Byer Museum of Arts v. North River Ins. Co.

Decision Date22 November 1985
Docket NumberNo. 85 C 6055.,85 C 6055.
CitationByer Museum of Arts v. North River Ins. Co., 622 F.Supp. 1381 (N.D. Ill. 1985)
CourtU.S. District Court — Northern District of Illinois
PartiesBYER MUSEUM OF the ARTS, Stephen Byer & Associates, Stephen B. Byer, and Barbara L. Byer, Plaintiffs, v. The NORTH RIVER INSURANCE COMPANY, Defendant.

Nicholas D. Chabraja, Linda Listrom, Daniel R. Warren, Jenner & Block, Chicago, Ill., for plaintiffs.

James T. Crotty, Scott W. Hoyne, James S. Stickles, Jr., Timothy J. Nalepka, Crotty & Hoyne, Chicago, Ill., for defendant.

MEMORANDUM OPINION AND ORDER

HOLDERMAN, District Judge:

This case is before the Court on defendant's motion to dismiss, or in the alternative, stay this action in light of a nearly identical state action pending between the parties in the Circuit Court of Cook County.

BACKGROUND

This case concerns an insurance policy issued by The North River Insurance Company ("defendant") to the Byer Museum of the Arts and Stephen Byer & Associates ("plaintiffs") insuring a building and its contents. The insured building is located in Evanston, Illinois and is occupied by plaintiffs: the Byer Museum and Stephen Byer & Associates.

On December 31, 1984, approximately three months after the insurance policy was issued, a fire occurred at the building causing extensive damage. In March and April of 1985 the plaintiffs submitted their claims to the defendant for the damage caused by the December fire. The defendant asserted that the claims were grossly inflated and, therefore, sought to have the policy declared null and void due to the plaintiffs' fraud. Plaintiffs asserted that the claim was proper and objected to the delay in payment.

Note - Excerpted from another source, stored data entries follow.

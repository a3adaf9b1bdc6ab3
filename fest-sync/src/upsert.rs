//! Upsert engine
//!
//! Reconciles a single remote value into the store:
//!
//! 1. Fetch local records by natural key. More than one is a broken store.
//! 2. One match: compare remote-owned fields. Equal means no write at all;
//!    otherwise the local record is overwritten in place and staged.
//! 3. No match: resolve the parent by its natural key, insert a fresh record
//!    and verify the store now manages it.
//!
//! Nothing is retried. Nothing is committed here; see
//! [`crate::coordinator::ImportCoordinator::commit`].

use crate::error::{AssumptionFailure, InsertFailure, SyncError, SyncResult};
use crate::identity;
use crate::model::{LocalEvent, LocalModel, LocalVenue};
use crate::reconcile::{ParentRef, Reconcilable};
use crate::status::{EntityKind, ReferenceId, UpsertStatus};
use crate::store::Store;
use tracing::{debug, error};
use uuid::Uuid;

/// Insert, update or leave alone the local counterpart of `remote`
pub async fn upsert<S, R>(store: &mut S, remote: &R) -> SyncResult<UpsertStatus>
where
    S: Store,
    R: Reconcilable,
{
    let reference = remote.reference_id();
    let mut matches = store
        .fetch(&remote.identity_filter())
        .await
        .map_err(SyncError::FetchFailed)?;

    if matches.len() > 1 {
        error!(reference = %reference, count = matches.len(), "Natural key is not unique in store");
        return Err(AssumptionFailure::MultipleModelsForSingle {
            reference,
            count: matches.len(),
        }
        .into());
    }

    if let Some(mut local) = matches.pop() {
        let matchers = R::field_matchers();
        let changed = matchers.mismatched(&local, remote);
        if changed.is_empty() {
            debug!(reference = %reference, "No change");
            return Ok(UpsertStatus::NoChange);
        }

        debug!(reference = %reference, fields = ?changed, "Updating");
        remote.update_local(&mut local);
        store
            .update(&local)
            .await
            .map_err(SyncError::WriteFailed)?;
        return Ok(UpsertStatus::Updated(reference));
    }

    let parent_id = match remote.parent() {
        Some(parent) => Some(resolve_parent(store, &parent).await?),
        None => None,
    };

    let kind = R::Local::KIND;
    if !store.schema().supports(kind) {
        error!(reference = %reference, "Entity kind missing from store schema");
        return Err(SyncError::InsertFailed {
            kind,
            reason: InsertFailure::ModelNotFoundInSchema,
        });
    }

    let local = remote.create_local(parent_id);
    store
        .insert(&local)
        .await
        .map_err(SyncError::WriteFailed)?;

    let managed = store
        .is_managed::<R::Local>(local.guid())
        .await
        .map_err(SyncError::FetchFailed)?;
    if !managed {
        error!(reference = %reference, guid = %local.guid(), "Inserted record not visible in store");
        return Err(SyncError::InsertFailed {
            kind,
            reason: InsertFailure::ModelDidNotInsertIntoContext,
        });
    }

    debug!(reference = %reference, guid = %local.guid(), "Inserted");
    Ok(UpsertStatus::Inserted(reference))
}

/// Guid of the single local parent named by `parent`
async fn resolve_parent<S: Store>(store: &mut S, parent: &ParentRef) -> SyncResult<Uuid> {
    let (guids, reference) = match parent {
        ParentRef::Venue(code) => {
            let venues: Vec<LocalVenue> = store
                .fetch(&identity::venue_by_code(code))
                .await
                .map_err(SyncError::FetchFailed)?;
            (
                venues.iter().map(|v| v.guid).collect::<Vec<_>>(),
                ReferenceId::new(EntityKind::Venue, code.as_str()),
            )
        }
        ParentRef::Event(code) => {
            let events: Vec<LocalEvent> = store
                .fetch(&identity::event_by_code(code))
                .await
                .map_err(SyncError::FetchFailed)?;
            (
                events.iter().map(|e| e.guid).collect::<Vec<_>>(),
                ReferenceId::new(EntityKind::Event, code.as_str()),
            )
        }
    };

    match guids.as_slice() {
        [guid] => Ok(*guid),
        [] => {
            error!(parent = %reference, "Parent not created before child");
            let failure = match parent {
                ParentRef::Venue(code) => AssumptionFailure::ExpectedCreatedVenue { code: code.clone() },
                ParentRef::Event(code) => AssumptionFailure::ExpectedCreatedEvent { code: code.clone() },
            };
            Err(failure.into())
        }
        _ => Err(AssumptionFailure::MultipleModelsForSingle {
            count: guids.len(),
            reference,
        }
        .into()),
    }
}

#[cfg(test)]
mod tests {
    use super::*;
    use crate::filter::Filter;
    use crate::model::{LocalPerformance, RemoteEvent, RemotePerformance, RemoteVenue};
    use crate::store::{MemoryStore, Schema};
    use async_trait::async_trait;
    use chrono::{TimeZone, Utc};

    /// Accepts inserts without registering them
    struct DroppingStore(MemoryStore);

    #[async_trait]
    impl Store for DroppingStore {
        fn schema(&self) -> &Schema {
            self.0.schema()
        }

        async fn fetch<L: LocalModel>(&mut self, filter: &Filter<L>) -> fest_common::Result<Vec<L>> {
            self.0.fetch(filter).await
        }

        async fn insert<L: LocalModel>(&mut self, _record: &L) -> fest_common::Result<()> {
            Ok(())
        }

        async fn update<L: LocalModel>(&mut self, record: &L) -> fest_common::Result<()> {
            self.0.update(record).await
        }

        async fn is_managed<L: LocalModel>(&mut self, guid: Uuid) -> fest_common::Result<bool> {
            self.0.is_managed::<L>(guid).await
        }

        async fn save(&mut self) -> fest_common::Result<()> {
            self.0.save().await
        }

        async fn discard(&mut self) -> fest_common::Result<()> {
            self.0.discard().await
        }

        fn has_changes(&self) -> bool {
            self.0.has_changes()
        }
    }

    fn venue_row(code: &str) -> LocalVenue {
        RemoteVenue::new(code, "Hall A").create_local(None)
    }

    #[tokio::test]
    async fn test_venue_insert_update_no_change() {
        let mut store = MemoryStore::new();

        let status = upsert(&mut store, &RemoteVenue::new("V1", "Hall A")).await.unwrap();
        assert_eq!(status, UpsertStatus::Inserted(ReferenceId::new(EntityKind::Venue, "V1")));
        let guid = store.fetch(&identity::venue_by_code("V1")).await.unwrap()[0].guid;

        let status = upsert(&mut store, &RemoteVenue::new("V1", "Hall B")).await.unwrap();
        assert_eq!(status, UpsertStatus::Updated(ReferenceId::new(EntityKind::Venue, "V1")));

        let status = upsert(&mut store, &RemoteVenue::new("V1", "Hall B")).await.unwrap();
        assert_eq!(status, UpsertStatus::NoChange);

        let venues = store.fetch(&identity::venue_by_code("V1")).await.unwrap();
        assert_eq!(venues.len(), 1);
        assert_eq!(venues[0].guid, guid);
        assert_eq!(venues[0].name, "Hall B");
    }

    #[tokio::test]
    async fn test_no_change_does_not_stage_write() {
        let mut store = MemoryStore::new();
        upsert(&mut store, &RemoteVenue::new("V1", "Hall A")).await.unwrap();
        store.save().await.unwrap();

        let status = upsert(&mut store, &RemoteVenue::new("V1", "Hall A")).await.unwrap();
        assert!(status.is_no_change());
        assert!(!store.has_changes());
    }

    #[tokio::test]
    async fn test_event_without_venue_fails() {
        let mut store = MemoryStore::new();
        let event = RemoteEvent::new("E1", "Opening", RemoteVenue::new("V9", "Nowhere"));

        let err = upsert(&mut store, &event).await.unwrap_err();
        assert_eq!(
            err.assumption(),
            Some(&AssumptionFailure::ExpectedCreatedVenue { code: "V9".to_string() })
        );
        assert_eq!(store.len::<LocalEvent>(), 0);
    }

    #[tokio::test]
    async fn test_performance_without_event_fails() {
        let mut store = MemoryStore::new();
        let starts_at = Utc.with_ymd_and_hms(2026, 8, 1, 10, 0, 0).unwrap();

        let err = upsert(&mut store, &RemotePerformance::new("E1", starts_at))
            .await
            .unwrap_err();
        assert_eq!(
            err.assumption(),
            Some(&AssumptionFailure::ExpectedCreatedEvent { code: "E1".to_string() })
        );
        assert_eq!(store.len::<LocalPerformance>(), 0);
    }

    #[tokio::test]
    async fn test_duplicate_natural_key_is_assumption_failure() {
        let mut store = MemoryStore::new();
        store.seed(&venue_row("V1"));
        store.seed(&venue_row("V1"));

        let err = upsert(&mut store, &RemoteVenue::new("V1", "Hall A"))
            .await
            .unwrap_err();
        assert_eq!(
            err.assumption(),
            Some(&AssumptionFailure::MultipleModelsForSingle {
                reference: ReferenceId::new(EntityKind::Venue, "V1"),
                count: 2,
            })
        );
    }

    #[tokio::test]
    async fn test_duplicate_parent_is_assumption_failure() {
        let mut store = MemoryStore::new();
        store.seed(&venue_row("V1"));
        store.seed(&venue_row("V1"));

        let event = RemoteEvent::new("E1", "Opening", RemoteVenue::new("V1", "Hall A"));
        let err = upsert(&mut store, &event).await.unwrap_err();
        assert!(matches!(
            err.assumption(),
            Some(AssumptionFailure::MultipleModelsForSingle { count: 2, .. })
        ));
    }

    #[tokio::test]
    async fn test_kind_missing_from_schema() {
        let mut store = MemoryStore::with_schema(Schema::new([EntityKind::Event]));
        let err = upsert(&mut store, &RemoteVenue::new("V1", "Hall A"))
            .await
            .unwrap_err();
        assert!(matches!(
            err,
            SyncError::InsertFailed {
                kind: EntityKind::Venue,
                reason: InsertFailure::ModelNotFoundInSchema,
            }
        ));
    }

    #[tokio::test]
    async fn test_insert_not_registered() {
        let mut store = DroppingStore(MemoryStore::new());
        let err = upsert(&mut store, &RemoteVenue::new("V1", "Hall A"))
            .await
            .unwrap_err();
        assert!(matches!(
            err,
            SyncError::InsertFailed {
                kind: EntityKind::Venue,
                reason: InsertFailure::ModelDidNotInsertIntoContext,
            }
        ));
    }
}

Their differences defined, the parties began some elaborate strategic posturing within the state and federal judicial systems. On May 31, 1985, defendant filed suit in federal court seeking a declaratory judgment annulling its liability under the policy. Five days later, defendant voluntarily dismissed the federal action pursuant to Fed.R.Civ.P. Rule 41(a)(1)(i), and on the same day refiled the complaint for declaratory judgment in the Circuit Court of Cook County, Illinois under docket number 85 CH 5589 ("state action"). Nearly one month later, plaintiffs decided to file their own action in federal court based on the very same insurance policy and involving the same factual questions and parties. The plaintiffs' present federal action seeks the full amount claimed under the policy, attorneys' fees, statutory penalties under Ill.Rev.Stat. ch. 73 § 767, compensatory damages and punitive damages.1 Federal jurisdiction was based on diversity of citizenship under 28 U.S.C. § 1332.

DISCUSSION

Having lost the race to the courthouse, the plaintiffs would like to start another race; a race to judgment between this Court and the Illinois state court. To prevent such a race to judgment and to conserve scarce legal and judicial resources, the defendant has moved to dismiss or stay the federal action based on alternative grounds, namely: § 2-619(a)(3) of the Illinois Code of Civil Procedure; and the Colorado River doctrine which allows federal courts to dismiss or stay federal actions in deference to concurrent state proceedings. For the following reasons defendant's motion to dismiss is granted.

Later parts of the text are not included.